NEW YORK (GenomeWeb) – Since 2012, the number of drugs on the market developed through personalized medicine approaches has increased by 62 percent, according to a new report issued by the Personalized Medicine Coalition today.
However, while the PMC authors of The Personalized Medicine Report: Opportunity, Challenges, and the Future noted that personalized medicine can offer benefits such as making sure patients get the right drug at the right dose to increase effectiveness and reduce adverse events, they added that there are also still challenges with reimbursement and clinical adoption.
In its report, the PMC cites a number of successful examples, including HER2 testing. About 30 percent of breast cancer patients over express the HER2 gene and including a targeted drug in those patients' treatment regimen can reduce their recurrence risk by 52 percent, the authors wrote. Personalized medicine has also been helpful in identifying patients' risk for adverse drug effects. The US Food and Drug Administration now recommends pharmacogenomics testing for patients who are prescribed warfarin to determine the correct dosage.
But while the report's authors said such personalized approaches have the potential to reduce overall health care costs, such cost effectiveness claims have proven to be controversial.
The report cites Genomic Health's Onocotype DX test as an example of a genomic test guiding breast cancer treatment and saving money. Citing an economic analysis study performed by Genomic Health, the authors noted that therapy-guided testing could save $2,256 per patient tested due to reduced chemotherapy use.
But, others have found more mixed results. Researchers at Intermountain Healthcare for instance compared precision medicine-guided treatment for cancer patients versus standard of care and found that charges per progression-free survival week for patients in the precision medicine arm were slightly lower compared to the controls, at $4,665 versus $5,000. However, total costs were higher, at $91,790 versus $40,782 per patient, mainly due to the higher cost of targeted therapies as opposed to standard chemotherapy — though patients in the precision medicine arm did have longer average progression-free survival of 21.4 weeks versus 11 weeks for the control group.

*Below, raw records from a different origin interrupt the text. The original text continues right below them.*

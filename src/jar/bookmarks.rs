// Copyright (c) 2026 Bountyy Oy. All rights reserved.
// This software is proprietary and confidential.

//! Bookmark storage

use std::collections::BTreeMap;
use std::path::{Path, PathBuf};

use parking_lot::RwLock;

use crate::error::{Error, Result};

/// Named URL storage a browser can save to and navigate from.
///
/// Implementations are shared across tasks, so every method takes `&self`.
pub trait BookmarksJar: Send + Sync {
    /// Save `url` under `name`, failing with `DuplicateName` if taken
    fn save(&self, name: &str, url: &str) -> Result<()>;

    /// URL saved under `name`, `NotFound` if absent
    fn read(&self, name: &str) -> Result<String>;

    /// Remove `name`, returns whether it existed
    fn remove(&self, name: &str) -> bool;

    /// Whether `name` is saved
    fn has(&self, name: &str) -> bool;

    /// Snapshot of every bookmark
    fn all(&self) -> BTreeMap<String, String>;
}

/// Bookmarks held in memory for the lifetime of the jar
#[derive(Debug, Default)]
pub struct MemoryBookmarks {
    entries: RwLock<BTreeMap<String, String>>,
}

impl MemoryBookmarks {
    pub fn new() -> Self {
        Self::default()
    }
}

impl BookmarksJar for MemoryBookmarks {
    fn save(&self, name: &str, url: &str) -> Result<()> {
        insert_new(&mut self.entries.write(), name, url)
    }

    fn read(&self, name: &str) -> Result<String> {
        lookup(&self.entries.read(), name)
    }

    fn remove(&self, name: &str) -> bool {
        self.entries.write().remove(name).is_some()
    }

    fn has(&self, name: &str) -> bool {
        self.entries.read().contains_key(name)
    }

    fn all(&self) -> BTreeMap<String, String> {
        self.entries.read().clone()
    }
}

/// Bookmarks persisted as a JSON object of name to URL.
///
/// The file is rewritten after every mutation.
#[derive(Debug)]
pub struct FileBookmarks {
    path: PathBuf,
    entries: RwLock<BTreeMap<String, String>>,
}

impl FileBookmarks {
    /// Load bookmarks from `path`, creating the file if it does not exist
    pub fn open(path: impl AsRef<Path>) -> Result<Self> {
        let path = path.as_ref().to_path_buf();

        let entries = if path.exists() {
            let content = std::fs::read_to_string(&path)?;
            if content.trim().is_empty() {
                BTreeMap::new()
            } else {
                serde_json::from_str(&content)?
            }
        } else {
            BTreeMap::new()
        };

        let jar = Self {
            path,
            entries: RwLock::new(entries),
        };
        jar.persist(&jar.entries.read())?;

        tracing::debug!(path = %jar.path.display(), "Opened bookmarks file");
        Ok(jar)
    }

    /// Backing file
    pub fn path(&self) -> &Path {
        &self.path
    }

    fn persist(&self, entries: &BTreeMap<String, String>) -> Result<()> {
        let json = serde_json::to_string_pretty(entries)?;
        std::fs::write(&self.path, json)?;
        Ok(())
    }
}

impl BookmarksJar for FileBookmarks {
    fn save(&self, name: &str, url: &str) -> Result<()> {
        let mut entries = self.entries.write();
        insert_new(&mut entries, name, url)?;
        if let Err(e) = self.persist(&entries) {
            entries.remove(name);
            return Err(e);
        }
        Ok(())
    }

    fn read(&self, name: &str) -> Result<String> {
        lookup(&self.entries.read(), name)
    }

    fn remove(&self, name: &str) -> bool {
        let mut entries = self.entries.write();
        if entries.remove(name).is_none() {
            return false;
        }
        if let Err(e) = self.persist(&entries) {
            tracing::warn!(
                path = %self.path.display(),
                error = %e,
                "Failed to persist bookmark removal"
            );
        }
        true
    }

    fn has(&self, name: &str) -> bool {
        self.entries.read().contains_key(name)
    }

    fn all(&self) -> BTreeMap<String, String> {
        self.entries.read().clone()
    }
}

fn insert_new(entries: &mut BTreeMap<String, String>, name: &str, url: &str) -> Result<()> {
    if entries.contains_key(name) {
        return Err(Error::DuplicateName(name.to_string()));
    }
    entries.insert(name.to_string(), url.to_string());
    Ok(())
}

fn lookup(entries: &BTreeMap<String, String>, name: &str) -> Result<String> {
    entries
        .get(name)
        .cloned()
        .ok_or_else(|| Error::not_found("Bookmark", name))
}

The report acknowledges that while personalized medicine holds promise, there are still a number of challenges that need to be overcome. On the regulatory front, the FDA has not finalized its strategy for regulating laboratory-developed tests, although recently issued a white paper on the topic. So, for the time being, FDA-approved and LDT tests exist side by side, which some test developers have said creates an uneven playing field.

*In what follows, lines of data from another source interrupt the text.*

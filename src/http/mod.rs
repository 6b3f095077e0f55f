// Copyright (c) 2026 Bountyy Oy. All rights reserved.
// This software is proprietary and confidential.

//! HTTP layer for Skiff
//!
//! Request/response types, the `Transport` seam the browser talks through,
//! a reqwest implementation of it and the session cookie store.

mod client;
mod cookie;
mod request;
mod response;

pub use client::{HttpClient, HttpClientConfig, Transport};
pub use cookie::{Cookie, CookieJar, SameSite};
pub(crate) use request::header_pair;
pub use request::Request;
pub use response::{BodyStream, Response, StreamingResponse};

/// Header names the browser sets itself
pub mod headers {
    pub const CONTENT_TYPE: &str = "content-type";
    pub const COOKIE: &str = "cookie";
    pub const USER_AGENT: &str = "user-agent";
    pub const REFERER: &str = "referer";
    pub const AUTHORIZATION: &str = "authorization";

    /// Headers a server expects at most once; only the last accumulated
    /// value is transmitted
    pub const SINGLE_VALUED: &[&str] = &[
        "authorization",
        "content-length",
        "content-type",
        "from",
        "host",
        "if-modified-since",
        "if-unmodified-since",
        "max-forwards",
        "proxy-authorization",
        "referer",
        "user-agent",
    ];

    /// Whether `name` must be sent with a single value
    pub fn is_single_valued(name: &str) -> bool {
        SINGLE_VALUED
            .iter()
            .any(|h| h.eq_ignore_ascii_case(name))
    }
}


#[cfg(test)]
mod tests {
    use super::headers::is_single_valued;

    #[test]
    fn test_single_valued_headers() {
        assert!(is_single_valued("User-Agent"));
        assert!(is_single_valued("referer"));
        assert!(!is_single_valued("accept"));
        assert!(!is_single_valued("x-custom"));
    }
}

In addition, numerous test developers have discussed challenges in getting their tests reimbursed, while payors argue that test developers often do not demonstrate utility in randomized, statistically powered trials.
In order to overcome these challenges and realize the potential for personalized medicine, policy makers "must create an environment that encourages increased investment in diagnostics and targeted drugs, enables new advances in patient care that are safe, accurate and reliable, and establishes a viable pathway toward patient access," the PMC authors wrote.